A date picker, popup calendar, date and time picker, or time picker is a graphical user interface widget which allows the user to select a date from a calendar and/or time from a time range. The typical practice is to provide a text box field which, when clicked upon to enter a date, pops up a calendar next to or below the field, allowing the user to populate the field with an appropriate date, or provides a text box with an icon of a calendar such that when the icon is clicked on, the calendar (or time field) appears, or show calendar widget directly (inline).

The date picker provides several advantages, including:
- allowing the user to enter a date by merely clicking on a date in the pop-up calendar as opposed to having to take their hand off the mouse to type in a date.
- validation of dates by restricting date ranges, e.g. only after today and for two weeks later, or only for dates in the past.
- a date range can be entered such that for a set of "from-to" date fields, if the "from" field is filled, the "to" field cannot be set to a date before the "from" field, or if the "to" field is filled, the "from" field cannot be set to a later date than the "to" field.
- can have a "today" button
- can customize the day the week begins on
- Only legal dates can be entered, e.g. February 29, 2100 cannot be entered, nor could June 31.
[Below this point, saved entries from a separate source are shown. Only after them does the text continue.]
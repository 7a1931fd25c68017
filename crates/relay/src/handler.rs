//! Per-invocation pipeline: resolve the endpoint, then build and deliver one
//! Discord message per SNS record, in order.

use serde::{Deserialize, Serialize};

use alarm_relay_common::error::RelayError;
use alarm_relay_common::types::SnsEvent;
use alarm_relay_notifier::{DiscordClient, build_payload};

use crate::resolver::EndpointResolver;

/// Outcome of one invocation, returned as the Lambda response.
#[derive(Debug, Clone, Copy, Default, PartialEq, Eq, Serialize, Deserialize)]
pub struct RelaySummary {
    pub delivered: usize,
    pub skipped: usize,
}

/// Long-lived relay state, built once per process.
#[derive(Debug)]
pub struct Relay {
    resolver: EndpointResolver,
    client: DiscordClient,
}

impl Relay {
    pub fn new(resolver: EndpointResolver, client: DiscordClient) -> Self {
        Self { resolver, client }
    }

    /// Relay every record of `event` to Discord.
    ///
    /// The first failed delivery aborts the batch: later records are not
    /// attempted and earlier ones stay delivered.
    pub async fn handle(&self, event: SnsEvent) -> Result<RelaySummary, RelayError> {
        let endpoint = self.resolver.resolve_endpoint().await?;
        let mut summary = RelaySummary::default();

        for (index, record) in event.records.iter().enumerate() {
            let Some(message) = record.sns.message.as_deref().filter(|m| !m.is_empty()) else {
                tracing::debug!(index, "Skipping SNS record without a message");
                summary.skipped += 1;
                continue;
            };

            let payload = build_payload(message);
            if let Err(e) = self.client.deliver(&endpoint, &payload).await {
                tracing::debug!(
                    index,
                    delivered = summary.delivered,
                    message_id = record.sns.message_id.as_deref().unwrap_or("-"),
                    topic_arn = record.sns.topic_arn.as_deref().unwrap_or("-"),
                    error = %e,
                    "Aborting batch after failed delivery"
                );
                return Err(e);
            }

            tracing::debug!(
                index,
                message_id = record.sns.message_id.as_deref().unwrap_or("-"),
                topic_arn = record.sns.topic_arn.as_deref().unwrap_or("-"),
                "Delivered SNS record"
            );
            summary.delivered += 1;
        }

        tracing::info!(
            records = event.records.len(),
            delivered = summary.delivered,
            skipped = summary.skipped,
            "Relayed SNS batch to Discord"
        );

        Ok(summary)
    }
}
- Date format confusion is eliminated, e.g. is 7/4/10 July 4, 2010, April 7, 2010, or April 10, 2007?

In the case of a time picker, many similar functions are available, such as ensuring the user
- Cannot enter an invalid time (25:18, 4:61).
- Cannot select an out of range time (6:00 pm for a business allowing customers to select their own appointments, but the business closes at 5:30), or during unattended times (like lunch).
- Cannot select an invalid range (can restrict selected time to the nearest 5, 10 or 15 minutes or any range, e.g. 2:30 or 2:45 is okay, but 2:37 is not.)